RIVASTIGMIN (EXELON) - NUTZEN BEI ALZHEIMER BELEGT?

.... Mir liegt ein Prospekt der Firmen Novartis/Knoll zu Rivastigmin (EXELON) vor, der ein ADENA-Studienprogramm mit über 3.700 Patienten und dabei eine klinisch relevante Wirksamkeit in den Bereichen Alltagsaktivität, Kognition, Verhalten und Globalfunktion aufführt... Für Ihre Beurteilung wäre ich Ihnen sehr dankbar!

K. KÖHNEN (Arzt für Allgemeinmedizin)
D-47807 Krefeld

Zwei Phase-III-Studien aus dem ADENA-Programm mit dem Cholinesterasehemmer Rivastigmin (EXELON) sind vollständig veröffentlicht.1,2 Insgesamt 1.400 demente Patienten nehmen bis zu sechs Monate täglich 1 mg bis 4 mg oder 6 mg bis 12 mg Rivastigmin ein oder Plazebo. Extrem hohe Abbruchraten unter der höheren Rivastigmindosis, die inzwischen als Standarddosis empfohlen wird, erschweren eine Aussage zum Nutzen. 32%1 bzw. 37%2 der Patienten dieses Studienarms fehlen in der letzten Untersuchung nach 26 Wochen, im Vergleich zu 15%1 bzw. 18%2 unter Plazebo. Schon für die erste Nachuntersuchung nach zwölf Wochen stehen im höher dosierten Rivastigminarm 21%1 bzw. 27%2 der Patienten nicht mehr zur Verfügung (Plazebo 5%1 bzw. 8%2). Bei dem sich fortschreitend verschlechternden Leiden ist auf solcher Datenbasis keine aussagefähige Intention-to-Treat-Analyse (ITT) möglich.3

Die klinische Aussagekraft der Messmethoden zur Wirksamkeit wird von vielen Experten in Zweifel gezogen.3-6 Einige Mitglieder im Europäischen Arzneimittelausschuss CPMP bewerten den mit Rivastigmin erzielten Therapieeffekt als klinisch nicht bedeutsam.7 So beträgt auf der kognitiven Subskala der Alzheimer-Disease-Assessment-Scale, einer Skala mit 70 Punkten, die Differenz gegenüber Plazebo nur 1,61 bzw. 3,82 Punkte (ITT). Nach den Richtlinien der FDA wären für eine klinisch relevante Veränderung mindestens 4 Punkte erforderlich, wobei selbst diese Forderung unseres Wissens nach nicht validiert ist.
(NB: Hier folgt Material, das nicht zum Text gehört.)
pub mod alternatives;
pub mod config;
pub mod criteria;
pub mod error;
pub mod matrix;
pub mod num;
pub mod pipeline;
pub mod sink;

use serde::Serialize;

pub use crate::alternatives::{Alternative, AlternativeSet};
pub use crate::config::{Config, WeightPolicy, DEFAULT_TIE_EPSILON};
pub use crate::criteria::{Criterion, CriterionSet, Direction};
pub use crate::error::{Input, Result, TopsisError};
pub use crate::num::{Normalized, Weight};
pub use crate::pipeline::Stage;
pub use crate::sink::{LogSink, NoopSink, TracingSink};

/// One alternative's position in a [`Ranking`] with the metrics that produced it.
#[derive(Clone, Debug, PartialEq, Serialize)]
pub struct RankedAlternative {
    /// 1-based position in the ranking. Tied alternatives still get distinct ranks, in input order.
    pub rank: usize,
    pub name: String,
    /// Position of the alternative in the engine's input.
    pub index: usize,
    /// Closeness coefficient.
    pub score: Normalized,
    pub distance_to_ideal: f64,
    pub distance_to_anti_ideal: f64,
}

/// Ideal and anti-ideal weighted values for one criterion.
#[derive(Clone, Debug, PartialEq, Serialize)]
pub struct ReferencePoint {
    pub criterion: String,
    pub ideal: f64,
    pub anti_ideal: f64,
}

#[derive(Clone, Debug, PartialEq, Serialize)]
pub struct Ranking {
    /// Best first.
    pub alternatives: Vec<RankedAlternative>,
    /// In criterion input order.
    pub reference_points: Vec<ReferencePoint>,
}

impl Ranking {
    pub fn best(&self) -> Option<&RankedAlternative> {
        self.alternatives.first()
    }

    pub fn get(&self, name: &str) -> Option<&RankedAlternative> {
        self.alternatives.iter().find(|a| a.name == name)
    }

    pub fn iter(&self) -> impl Iterator<Item = &RankedAlternative> {
        self.alternatives.iter()
    }
}

/// Ranks alternatives against weighted criteria with TOPSIS.
///
/// Inputs are validated when [`DecisionEngine::run`] is called, not at construction. A run never
/// modifies the engine or its inputs and returns fresh [`Ranking`] records, so one engine may be
/// run any number of times, from any number of threads, with identical results.
pub struct DecisionEngine<S = NoopSink> {
    criteria: Vec<Criterion>,
    alternatives: Vec<Alternative>,
    config: Config,
    sink: S,
}

impl DecisionEngine {
    pub fn new(criteria: Vec<Criterion>, alternatives: Vec<Alternative>) -> Self {
        Self {
            criteria,
            alternatives,
            config: Config::default(),
            sink: NoopSink,
        }
    }
}

impl<S: LogSink> DecisionEngine<S> {
    pub fn with_config(self, config: Config) -> Self {
        Self { config, ..self }
    }

    pub fn with_sink<T: LogSink>(self, sink: T) -> DecisionEngine<T> {
        DecisionEngine {
            criteria: self.criteria,
            alternatives: self.alternatives,
            config: self.config,
            sink,
        }
    }

    pub fn criteria(&self) -> &[Criterion] {
        &self.criteria
    }

    pub fn alternatives(&self) -> &[Alternative] {
        &self.alternatives
    }

    pub fn config(&self) -> &Config {
        &self.config
    }

    /// Validate the inputs, then normalize, weight, find the reference points, measure distances,
    /// score, and rank.
    ///
    /// All structural errors are reported before any numeric work starts. Numeric errors
    /// ([`TopsisError::is_numeric`]) abort the run as a whole; no partial ranking is returned.
    pub fn run(&self) -> Result<Ranking> {
        let criteria = CriterionSet::new(&self.criteria, self.config.weight_policy)?;
        let alternatives = AlternativeSet::new(&criteria, &self.alternatives)?;
        self.enter(
            Stage::Validated,
            format_args!(
                "{} criteria, {} alternatives",
                criteria.len(),
                alternatives.len()
            ),
        );

        let normalized = pipeline::normalize(&criteria, alternatives.decision_matrix())?;
        self.enter(Stage::Normalized, format_args!("columns have unit length"));

        let weighted = pipeline::apply_weights(&criteria, normalized);
        self.enter(Stage::Weighted, format_args!("weights applied"));

        let reference = pipeline::reference_points(&criteria, &weighted);
        self.enter(
            Stage::ReferencePointsComputed,
            format_args!(
                "ideal {:?}, anti-ideal {:?}",
                reference.ideal, reference.anti_ideal
            ),
        );

        let distances = pipeline::distances(&weighted, &reference);
        self.enter(
            Stage::DistancesComputed,
            format_args!("{} distance pairs", distances.len()),
        );

        let scores = pipeline::closeness(&alternatives, &distances)?;
        self.enter(Stage::Scored, format_args!("{scores:?}"));

        let order = pipeline::ranking_order(&scores, self.config.tie_epsilon);
        let ranked: Vec<RankedAlternative> = order
            .into_iter()
            .enumerate()
            .map(|(position, row)| RankedAlternative {
                rank: position + 1,
                name: alternatives.name(row).to_owned(),
                index: row,
                score: scores[row],
                distance_to_ideal: distances[row].to_ideal,
                distance_to_anti_ideal: distances[row].to_anti_ideal,
            })
            .collect();
        if let Some(best) = ranked.first() {
            self.enter(
                Stage::Ranked,
                format_args!("best {:?} with score {}", best.name, best.score),
            );
        }

        let reference_points = criteria
            .iter()
            .zip(reference.ideal.iter().zip(&reference.anti_ideal))
            .map(|(criterion, (&ideal, &anti_ideal))| ReferencePoint {
                criterion: criterion.id.clone(),
                ideal,
                anti_ideal,
            })
            .collect();
        Ok(Ranking {
            alternatives: ranked,
            reference_points,
        })
    }

    fn enter(&self, stage: Stage, detail: std::fmt::Arguments<'_>) {
        self.sink.log(&format!("{stage}: {detail}"));
    }
}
Wie die anderen Cholinesterasehemmer, besonders Tacrin (COGNEX; a-t 11 [1993], 124), wird Rivastigmin schlecht vertragen. Übelkeit (38%) und Erbrechen (23%) können so ausgeprägt sein, dass die Patienten an Gewicht verlieren (13%). Wie sich aus der Sicht der Patienten das Verhältnis der geringfügigen erwünschten Therapieeffekte zu diesen belastenden Nebenwirkungen darstellt, ist nicht untersucht.4 Bei dieser Datenlage erscheint uns die Anwendung weder sinnvoll noch hinsichtlich der Störwirkungen vertretbar, -Red.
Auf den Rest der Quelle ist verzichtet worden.